Die Pandemie beschleunigt den Wandel des Gesundheitssektors

Die Corona-Pandemie kann ohne Zweifel als disruptiver globaler Event verstanden werden, sind ihre Auswirkungen auf Wirtschaft und Gesellschaft doch unübersehbar. Aber was bedeuten die letzten beiden Jahre für den Gesundheits- und pharmazeutischen Biotechsektor?

In rasender Geschwindigkeit haben sich etablierte Prozesse im Sektor verändert, von den Genehmigungsläufen pharmazeutischer Produkte bis zur Bereitstellung elektronischer Gesundheitsdaten auf das Smartphone wurde in Windeseile umgesetzt, was zuvor viele Jahre gedauert hätte.

Wir gehen davon aus, dass im Gesundheitsbereich aber darüber hinaus nur wenige Steine auf den anderen bleiben, hier einige Beispiele:

 

1. Kooperation & neue Prozessstandards

Ein Schlüssel zur erfolgreichen Bekämpfung von Pandemien und anderen Krankheiten ist die enge Zusammenarbeit zwischen Forschung, Industrie und Regulatoren. Hierzu wurden neben beschleunigten Verfahren auch neue Prozesse genehmigt bzw. eingeführt. In Zukunft werden virtuelle Arztbesuche, Telefon- oder Videointerviews von Probanden und Patienten, elektronische Selbstverwaltung etwa zu Nebenwirkungen oder dem täglichen Gesundheitsstatus (mittels Apps und Trackingtools) und Onlinemonitoring den Standard und nicht die Ausnahme in der Medikamenten-Entwicklung darstellen. Dem entsprechend werden die so gesetzten neuen Standards wohl auch in alle anderen Bereiche des Gesundheitssektors vordringen.

 

2. Zukunftsträchtige Technologien

Nach über vier Jahrzehnten der Forschung brachten pharmazeutischen Unternehmen mit der Coronaimpfung den ersten erfolgreichen globalen Anwendungsfall der neuen Technologie auf den Markt. Die mRNA Technologie ist aber auch im Bereich der Krebsbehandlung probeweise im Einsatz und zeigt zumindest erste gute Ergebnisse. Dieser Erfolg beschleunigt nun aber auch den Forschungsansatz, verstärkt Interdependenzen zwischen Proteinen und deren Wirkung im menschlichen Körper zu untersuchen und ebenet damit nicht nur den Weg für personalisierte Therapien sondern bringt die Genforschung generell auf ihr nächstes Level, nachdem es bislang erst fallweise gelungen ist, dedizierte Gene mit spezifischen Fehlfunktionen unmittelbar in Verbindung zu bringen.
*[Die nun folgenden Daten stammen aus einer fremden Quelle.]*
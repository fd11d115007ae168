//! HTTP token endpoint against a mock server.

use std::sync::Arc;

use hass_socket::{AuthSession, Credential, Error, HttpTokenEndpoint, TokenEndpoint};
use parking_lot::Mutex;
use wiremock::matchers::{body_string_contains, method, path};
use wiremock::{Mock, MockServer, ResponseTemplate};

fn expired(server: &MockServer) -> Credential {
    Credential::new(
        server.uri(),
        Some("https://app.example.com/".to_owned()),
        "old-access",
        -10,
        "refresh-1",
    )
}

#[tokio::test]
async fn test_refresh_keeps_refresh_token() {
    let server = MockServer::start().await;
    Mock::given(method("POST"))
        .and(path("/auth/token"))
        .and(body_string_contains("grant_type=refresh_token"))
        .and(body_string_contains("refresh_token=refresh-1"))
        .and(body_string_contains("client_id="))
        .respond_with(ResponseTemplate::new(200).set_body_json(serde_json::json!({
            "access_token": "new-access",
            "expires_in": 1800,
            "token_type": "Bearer"
        })))
        .expect(1)
        .mount(&server)
        .await;

    let credential = expired(&server);
    let refreshed = HttpTokenEndpoint::new()
        .refresh(&credential)
        .await
        .expect("refresh");

    assert_eq!(refreshed.access_token, "new-access");
    assert_eq!(refreshed.refresh_token, "refresh-1");
    assert_eq!(refreshed.client_id, credential.client_id);
    assert!(!refreshed.is_expired());
}

#[tokio::test]
async fn test_rejected_refresh_is_invalid_auth() {
    let server = MockServer::start().await;
    Mock::given(method("POST"))
        .and(path("/auth/token"))
        .respond_with(ResponseTemplate::new(400))
        .mount(&server)
        .await;

    let result = HttpTokenEndpoint::new().refresh(&expired(&server)).await;
    assert!(matches!(result, Err(Error::InvalidAuth { .. })));
}

#[tokio::test]
async fn test_server_error_is_not_auth_error() {
    let server = MockServer::start().await;
    Mock::given(method("POST"))
        .and(path("/auth/token"))
        .respond_with(ResponseTemplate::new(503))
        .mount(&server)
        .await;

    let err = HttpTokenEndpoint::new()
        .refresh(&expired(&server))
        .await
        .expect_err("refresh should fail");
    assert!(!err.is_auth_error());
}

#[tokio::test]
async fn test_out_of_range_lifetime_is_rejected() {
    let server = MockServer::start().await;
    Mock::given(method("POST"))
        .and(path("/auth/token"))
        .respond_with(ResponseTemplate::new(200).set_body_json(serde_json::json!({
            "access_token": "new-access",
            "expires_in": i64::MAX
        })))
        .mount(&server)
        .await;

    let result = HttpTokenEndpoint::new().refresh(&expired(&server)).await;
    assert!(matches!(result, Err(Error::Protocol { .. })));
}

#[tokio::test]
async fn test_session_refreshes_once_and_persists() {
    let server = MockServer::start().await;
    Mock::given(method("POST"))
        .and(path("/auth/token"))
        .respond_with(ResponseTemplate::new(200).set_body_json(serde_json::json!({
            "access_token": "new-access",
            "expires_in": 1800
        })))
        .expect(1)
        .mount(&server)
        .await;

    let saved = Arc::new(Mutex::new(Vec::new()));
    let session = Arc::new(
        AuthSession::new(expired(&server))
            .with_endpoint(Arc::new(HttpTokenEndpoint::new()))
            .with_store(Arc::new({
                let saved = Arc::clone(&saved);
                move |credential: Option<&Credential>| {
                    saved.lock().push(credential.map(|c| c.access_token.clone()));
                }
            })),
    );

    let (a, b) = tokio::join!(session.access_token(), session.access_token());
    assert_eq!(a.expect("a"), "new-access");
    assert_eq!(b.expect("b"), "new-access");
    assert_eq!(*saved.lock(), vec![Some("new-access".to_owned())]);
}

#[tokio::test]
async fn test_revoke_posts_refresh_token() {
    let server = MockServer::start().await;
    Mock::given(method("POST"))
        .and(path("/auth/revoke"))
        .and(body_string_contains("token=refresh-1"))
        .respond_with(ResponseTemplate::new(200))
        .expect(1)
        .mount(&server)
        .await;

    let session = AuthSession::new(expired(&server))
        .with_endpoint(Arc::new(HttpTokenEndpoint::new()));
    session.revoke().await.expect("revoke");
    assert!(session.credential().is_none());
}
In Kombination mit beschleunigten (weil modernisierten) Genehmigungsverfahren ist somit auch im Bereich neuer Technologien (zumindest) von einer erhöhten Anzahl an neuen Erkenntnissen auszugehen.

 

3. Intelligente Logistikketten und ein neuer F&E Boom

Das Umdenken im Bereich globaler Logistikketten hat auch direkte Auswirkungen auf den Healthcare und Biotechsektor. Auch wenn eine vollständige Rückholung pharmazeutischer Fertigungsstrassen nach Europa oder in die USA aus heutiger Sicht nicht wahrscheinlich ist, werden Definitionen kritischer Infrastrukturen und Produktionen künftig wohl strenger gesehen als dies in der Vergangenheit der Fall war. Durch die Pandemie ebenfalls beschleunigt wird die Forschung mit Avataren, also der Möglichkeit zur Überprüfung von Hypothesen an virtuellen Patienten mit realen (und teilweise) Echtzeit-Gesundheitsdaten, deren laufende Bereitstellung für die Forschung nunmehr einfacher möglich ist. Beide Aspekte könnten insbesondere im Zusammenhang mit einem Fokus auf den Forschungsbereich und entsprechenden Förderungen zu einem neuen Gründer- und Ansiedelungsboom zukunftsträchtiger pharmazeutischer Spin-offs und Startups in den USA und Europa führen.

Fazit:
Zu den (sehr) wenigen positiven Aspekten der Pandemie zählt unzweifelhaft ein Modernisierungsschub im Biotech- und Gesundheitssektor auf globaler und nationaler Ebene. Es ist davon auszugehen, dass zahlreiche interimistische Prozesse wie etwa die Digitalisierung der Patienten-, bzw. Probandenkommunikation bzw. pharmazeutische Durchbrüche wie die mRNA Technologie zum neuen Industriestandard werden und damit zu einer Vergrößerung des Innovationspotentials und vermehrten Forschungs- und Startupaktivitäten in Europa und den USA beitragen.